From 1939 to 1947, he taught at Laval University in Quebec City (Canada), where he was founding chairman of the physics department.

In 1947, he moved to the United States where he became a naturalized citizen in 1952. Until 1967, he held a chair in physics at Johns Hopkins University in Baltimore.

From the 1950s onward, he gradually shifted his commitment to naturalistic studies, which had been his great interest outside of physics already as a child. He devoted himself to geology, paleontology, entomology, and botany, becoming one of the most authoritative scholars of the Cambrian geological era.

He died in Waremme, Belgium at the age of 100. The Nature obituary noted that Rasetti was one of the most prolific generalists whose work and writing are noted for the elegance, simplicity and beauty.

==Raman spectroscopy and the model of the atomic nucleus==
After the discovery of Raman scattering by organic liquids, Rasetti decided to study the same phenomenon in gases at high pressure during his stay at Caltech in 1928–29. The spectra showed vibrational transitions with rotational fine structure. In the homonuclear diatomic molecules H_{2}, N_{2} and O_{2}, Rasetti found an alternation of strong and weak lines. This alternation was explained by Gerhard Herzberg and Walter Heitler as a consequence of nuclear spin isomerism.

For dihydrogen, each nucleus is a proton of spin 1/2, so that it can be shown using quantum mechanics and the Pauli exclusion principle that the odd rotational levels are more populated than the even levels. The transitions originating from odd levels are therefore more intense as observed by Rasetti. In dinitrogen, however, Rasetti observed that the lines originating from even levels are more intense. This implies by a similar analysis that the nuclear spin of nitrogen is an integer.

This result was difficult to understand at the time, however, because the neutron had not yet been discovered, and it was thought that the ^{14}N nucleus contains 14 protons and 7 electrons, or an odd number (21) of particles in total which would correspond to a half-integral spin.
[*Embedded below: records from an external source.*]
//! Submission service errors.

use thiserror::Error;

/// Submission service error variants.
#[derive(Debug, Clone, Error, PartialEq, Eq)]
pub enum SubmissionError {
    /// The listing was refused, e.g. by moderation.
    #[error("listing rejected: {0}")]
    Rejected(String),

    /// The service could not be reached.
    #[error("submission service unavailable")]
    Unavailable,
}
The Raman spectrum observed by Rasetti provided the first experimental evidence that this proton-electron model of the nucleus is inadequate, because the predicted half-integral spin has as a consequence that transitions from odd rotational levels would be more intense than those from even levels, due to nuclear spin isomerism as shown by Herzberg and Heitler for dihydrogen. After the discovery of the neutron in 1932, Werner Heisenberg proposed that the nucleus contains protons and neutrons, and the ^{14}N nucleus contains 7 protons and 7 neutrons. The even total number (14) of particles corresponds to an integral spin in agreement with Rasetti's spectrum.

He is also credited with the first example of electronic (as opposed to vibronic) Raman scattering in nitric oxide.

==Awards==
- In 1952 he was awarded the Charles Doolittle Walcott Medal by the National Academy of Sciences for his contributions to Cambrian paleontology.